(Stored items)

========================

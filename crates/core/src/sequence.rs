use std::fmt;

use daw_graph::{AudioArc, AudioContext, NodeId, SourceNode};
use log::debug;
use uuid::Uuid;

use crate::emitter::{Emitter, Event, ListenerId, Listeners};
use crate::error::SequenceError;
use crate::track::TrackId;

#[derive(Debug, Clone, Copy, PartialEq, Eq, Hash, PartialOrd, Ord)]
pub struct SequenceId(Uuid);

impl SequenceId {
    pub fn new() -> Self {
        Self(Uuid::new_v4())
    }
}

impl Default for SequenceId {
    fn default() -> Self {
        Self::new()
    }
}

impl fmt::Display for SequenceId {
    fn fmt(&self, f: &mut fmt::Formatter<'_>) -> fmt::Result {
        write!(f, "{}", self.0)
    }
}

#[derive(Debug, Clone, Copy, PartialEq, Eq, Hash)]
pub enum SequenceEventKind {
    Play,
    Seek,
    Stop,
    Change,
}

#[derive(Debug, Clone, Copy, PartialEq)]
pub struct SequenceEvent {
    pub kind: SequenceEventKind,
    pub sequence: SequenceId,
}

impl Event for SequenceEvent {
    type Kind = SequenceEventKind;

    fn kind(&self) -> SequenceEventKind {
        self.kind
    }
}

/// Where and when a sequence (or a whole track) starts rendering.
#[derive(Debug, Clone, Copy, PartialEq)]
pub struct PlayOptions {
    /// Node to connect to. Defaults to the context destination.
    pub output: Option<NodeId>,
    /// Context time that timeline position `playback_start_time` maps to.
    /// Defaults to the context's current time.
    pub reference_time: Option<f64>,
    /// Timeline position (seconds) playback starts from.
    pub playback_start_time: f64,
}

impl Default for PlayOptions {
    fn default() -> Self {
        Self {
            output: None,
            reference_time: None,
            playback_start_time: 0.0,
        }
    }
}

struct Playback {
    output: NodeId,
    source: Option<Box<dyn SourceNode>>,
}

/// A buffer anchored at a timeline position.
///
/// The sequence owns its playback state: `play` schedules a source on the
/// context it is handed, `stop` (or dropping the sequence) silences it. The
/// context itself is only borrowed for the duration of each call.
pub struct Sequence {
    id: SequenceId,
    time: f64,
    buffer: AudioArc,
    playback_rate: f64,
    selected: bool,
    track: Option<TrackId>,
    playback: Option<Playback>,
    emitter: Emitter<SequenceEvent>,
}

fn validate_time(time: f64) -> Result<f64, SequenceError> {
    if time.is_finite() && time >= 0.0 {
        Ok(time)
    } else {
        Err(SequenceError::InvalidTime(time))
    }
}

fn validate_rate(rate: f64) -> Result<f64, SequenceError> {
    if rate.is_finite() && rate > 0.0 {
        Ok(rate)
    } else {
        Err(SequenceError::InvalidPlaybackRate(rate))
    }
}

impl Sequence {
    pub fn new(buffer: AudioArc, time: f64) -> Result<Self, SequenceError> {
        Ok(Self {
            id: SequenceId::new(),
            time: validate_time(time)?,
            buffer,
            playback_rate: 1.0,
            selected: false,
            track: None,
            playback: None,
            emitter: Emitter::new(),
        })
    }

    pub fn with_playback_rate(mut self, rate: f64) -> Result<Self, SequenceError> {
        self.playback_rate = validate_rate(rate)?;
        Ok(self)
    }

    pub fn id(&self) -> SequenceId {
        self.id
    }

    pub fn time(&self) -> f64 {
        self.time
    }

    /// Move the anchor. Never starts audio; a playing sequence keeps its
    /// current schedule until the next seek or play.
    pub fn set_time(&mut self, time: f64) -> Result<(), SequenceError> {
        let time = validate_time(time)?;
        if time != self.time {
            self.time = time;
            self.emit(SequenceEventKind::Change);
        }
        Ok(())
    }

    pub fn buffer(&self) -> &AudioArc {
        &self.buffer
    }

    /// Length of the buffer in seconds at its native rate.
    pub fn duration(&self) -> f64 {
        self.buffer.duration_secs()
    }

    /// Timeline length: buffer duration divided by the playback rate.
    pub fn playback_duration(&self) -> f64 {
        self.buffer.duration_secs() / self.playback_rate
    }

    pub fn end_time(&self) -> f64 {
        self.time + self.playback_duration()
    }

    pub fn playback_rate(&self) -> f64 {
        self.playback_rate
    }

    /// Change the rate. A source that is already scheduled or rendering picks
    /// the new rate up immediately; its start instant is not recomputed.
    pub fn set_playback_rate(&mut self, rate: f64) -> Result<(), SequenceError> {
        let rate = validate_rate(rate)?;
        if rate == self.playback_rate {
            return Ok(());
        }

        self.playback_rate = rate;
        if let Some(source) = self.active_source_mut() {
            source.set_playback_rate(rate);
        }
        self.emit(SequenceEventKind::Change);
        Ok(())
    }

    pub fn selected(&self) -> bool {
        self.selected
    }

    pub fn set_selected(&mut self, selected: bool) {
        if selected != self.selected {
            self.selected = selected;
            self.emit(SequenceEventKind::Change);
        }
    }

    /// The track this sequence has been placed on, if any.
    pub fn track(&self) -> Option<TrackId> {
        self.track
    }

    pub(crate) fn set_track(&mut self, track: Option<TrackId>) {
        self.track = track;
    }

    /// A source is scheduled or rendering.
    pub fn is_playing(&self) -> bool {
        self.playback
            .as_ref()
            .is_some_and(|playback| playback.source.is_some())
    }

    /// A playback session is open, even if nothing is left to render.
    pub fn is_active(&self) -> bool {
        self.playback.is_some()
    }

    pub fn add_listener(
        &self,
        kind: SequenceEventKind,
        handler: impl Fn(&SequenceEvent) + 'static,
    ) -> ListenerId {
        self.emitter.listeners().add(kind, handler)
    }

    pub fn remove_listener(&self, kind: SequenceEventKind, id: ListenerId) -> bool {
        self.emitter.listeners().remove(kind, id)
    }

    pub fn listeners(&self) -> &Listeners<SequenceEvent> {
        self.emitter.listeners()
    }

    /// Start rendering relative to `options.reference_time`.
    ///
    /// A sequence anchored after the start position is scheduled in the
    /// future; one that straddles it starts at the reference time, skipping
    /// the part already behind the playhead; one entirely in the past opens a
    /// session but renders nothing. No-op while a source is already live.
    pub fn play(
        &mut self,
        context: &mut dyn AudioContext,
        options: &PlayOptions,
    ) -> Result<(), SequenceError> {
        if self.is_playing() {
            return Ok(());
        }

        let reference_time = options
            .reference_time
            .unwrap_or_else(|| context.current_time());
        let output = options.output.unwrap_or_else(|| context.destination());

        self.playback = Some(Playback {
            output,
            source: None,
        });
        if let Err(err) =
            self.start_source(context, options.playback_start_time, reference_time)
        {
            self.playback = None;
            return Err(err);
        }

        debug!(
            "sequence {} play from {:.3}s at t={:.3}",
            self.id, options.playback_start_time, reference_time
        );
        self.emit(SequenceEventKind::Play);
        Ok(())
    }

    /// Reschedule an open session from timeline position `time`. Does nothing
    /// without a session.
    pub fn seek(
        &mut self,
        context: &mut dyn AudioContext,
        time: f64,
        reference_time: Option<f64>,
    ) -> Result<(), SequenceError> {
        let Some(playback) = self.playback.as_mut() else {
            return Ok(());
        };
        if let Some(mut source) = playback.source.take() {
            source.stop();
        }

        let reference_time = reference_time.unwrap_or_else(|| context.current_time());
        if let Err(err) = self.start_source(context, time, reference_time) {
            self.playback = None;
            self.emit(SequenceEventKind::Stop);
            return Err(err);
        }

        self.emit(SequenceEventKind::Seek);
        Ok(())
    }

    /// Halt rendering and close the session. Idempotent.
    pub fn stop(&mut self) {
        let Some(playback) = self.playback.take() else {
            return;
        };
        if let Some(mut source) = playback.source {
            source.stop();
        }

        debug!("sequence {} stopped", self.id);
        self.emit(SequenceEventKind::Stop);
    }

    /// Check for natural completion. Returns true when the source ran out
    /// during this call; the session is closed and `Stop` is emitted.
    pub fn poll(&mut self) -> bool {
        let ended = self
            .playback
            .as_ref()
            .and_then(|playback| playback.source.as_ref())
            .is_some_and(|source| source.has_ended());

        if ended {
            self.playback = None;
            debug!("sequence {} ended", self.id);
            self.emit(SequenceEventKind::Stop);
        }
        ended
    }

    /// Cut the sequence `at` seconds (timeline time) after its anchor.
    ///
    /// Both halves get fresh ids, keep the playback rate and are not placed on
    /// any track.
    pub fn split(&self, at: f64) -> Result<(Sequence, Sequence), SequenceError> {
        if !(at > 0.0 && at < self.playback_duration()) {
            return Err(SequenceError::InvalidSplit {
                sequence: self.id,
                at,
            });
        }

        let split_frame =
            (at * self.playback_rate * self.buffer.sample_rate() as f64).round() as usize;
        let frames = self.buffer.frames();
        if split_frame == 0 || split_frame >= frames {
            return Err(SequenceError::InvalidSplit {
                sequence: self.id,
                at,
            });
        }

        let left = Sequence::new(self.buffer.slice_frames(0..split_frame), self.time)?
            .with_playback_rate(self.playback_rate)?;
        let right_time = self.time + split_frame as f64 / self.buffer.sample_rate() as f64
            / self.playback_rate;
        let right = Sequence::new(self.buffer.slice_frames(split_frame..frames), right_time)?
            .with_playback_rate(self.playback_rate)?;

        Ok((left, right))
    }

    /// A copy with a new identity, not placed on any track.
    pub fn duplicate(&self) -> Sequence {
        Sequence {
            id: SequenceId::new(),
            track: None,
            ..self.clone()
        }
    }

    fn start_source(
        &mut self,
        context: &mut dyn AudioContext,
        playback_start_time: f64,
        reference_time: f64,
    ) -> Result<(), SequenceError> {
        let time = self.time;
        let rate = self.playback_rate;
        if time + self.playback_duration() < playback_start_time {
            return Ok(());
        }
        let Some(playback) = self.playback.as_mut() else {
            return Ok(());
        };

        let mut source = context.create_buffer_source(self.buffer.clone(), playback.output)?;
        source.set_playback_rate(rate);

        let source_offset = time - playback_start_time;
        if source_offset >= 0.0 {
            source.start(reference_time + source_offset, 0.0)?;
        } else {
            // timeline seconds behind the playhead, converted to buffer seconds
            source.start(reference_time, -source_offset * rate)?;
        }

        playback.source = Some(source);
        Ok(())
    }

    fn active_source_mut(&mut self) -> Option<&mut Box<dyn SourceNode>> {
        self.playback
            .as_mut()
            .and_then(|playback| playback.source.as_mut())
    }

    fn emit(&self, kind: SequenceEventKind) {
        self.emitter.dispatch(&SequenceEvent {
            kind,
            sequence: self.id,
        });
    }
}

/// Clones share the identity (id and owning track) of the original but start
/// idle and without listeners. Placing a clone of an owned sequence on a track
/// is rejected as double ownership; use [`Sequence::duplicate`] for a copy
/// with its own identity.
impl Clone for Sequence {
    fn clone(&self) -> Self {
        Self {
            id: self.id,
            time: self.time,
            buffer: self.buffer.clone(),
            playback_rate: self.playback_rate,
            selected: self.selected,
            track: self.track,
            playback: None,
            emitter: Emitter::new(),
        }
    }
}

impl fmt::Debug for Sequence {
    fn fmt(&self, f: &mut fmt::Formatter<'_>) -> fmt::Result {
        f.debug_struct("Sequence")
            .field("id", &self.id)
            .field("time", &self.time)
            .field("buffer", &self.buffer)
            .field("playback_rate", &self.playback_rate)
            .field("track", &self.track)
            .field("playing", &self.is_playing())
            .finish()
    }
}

========================

Exercise:
Copying word for word, give each line of the data above from the first one through the line containing "impl fmt::Display for", and nothing else.

Exercise answer:
filename crates/core/src/sequence.rs
use std::fmt;

use daw_graph::{AudioArc, AudioContext, NodeId, SourceNode};
use log::debug;
use uuid::Uuid;

use crate::emitter::{Emitter, Event, ListenerId, Listeners};
use crate::error::SequenceError;
use crate::track::TrackId;

#[derive(Debug, Clone, Copy, PartialEq, Eq, Hash, PartialOrd, Ord)]
pub struct SequenceId(Uuid);

impl SequenceId {
    pub fn new() -> Self {
        Self(Uuid::new_v4())
    }
}

impl Default for SequenceId {
    fn default() -> Self {
        Self::new()
    }
}

impl fmt::Display for SequenceId {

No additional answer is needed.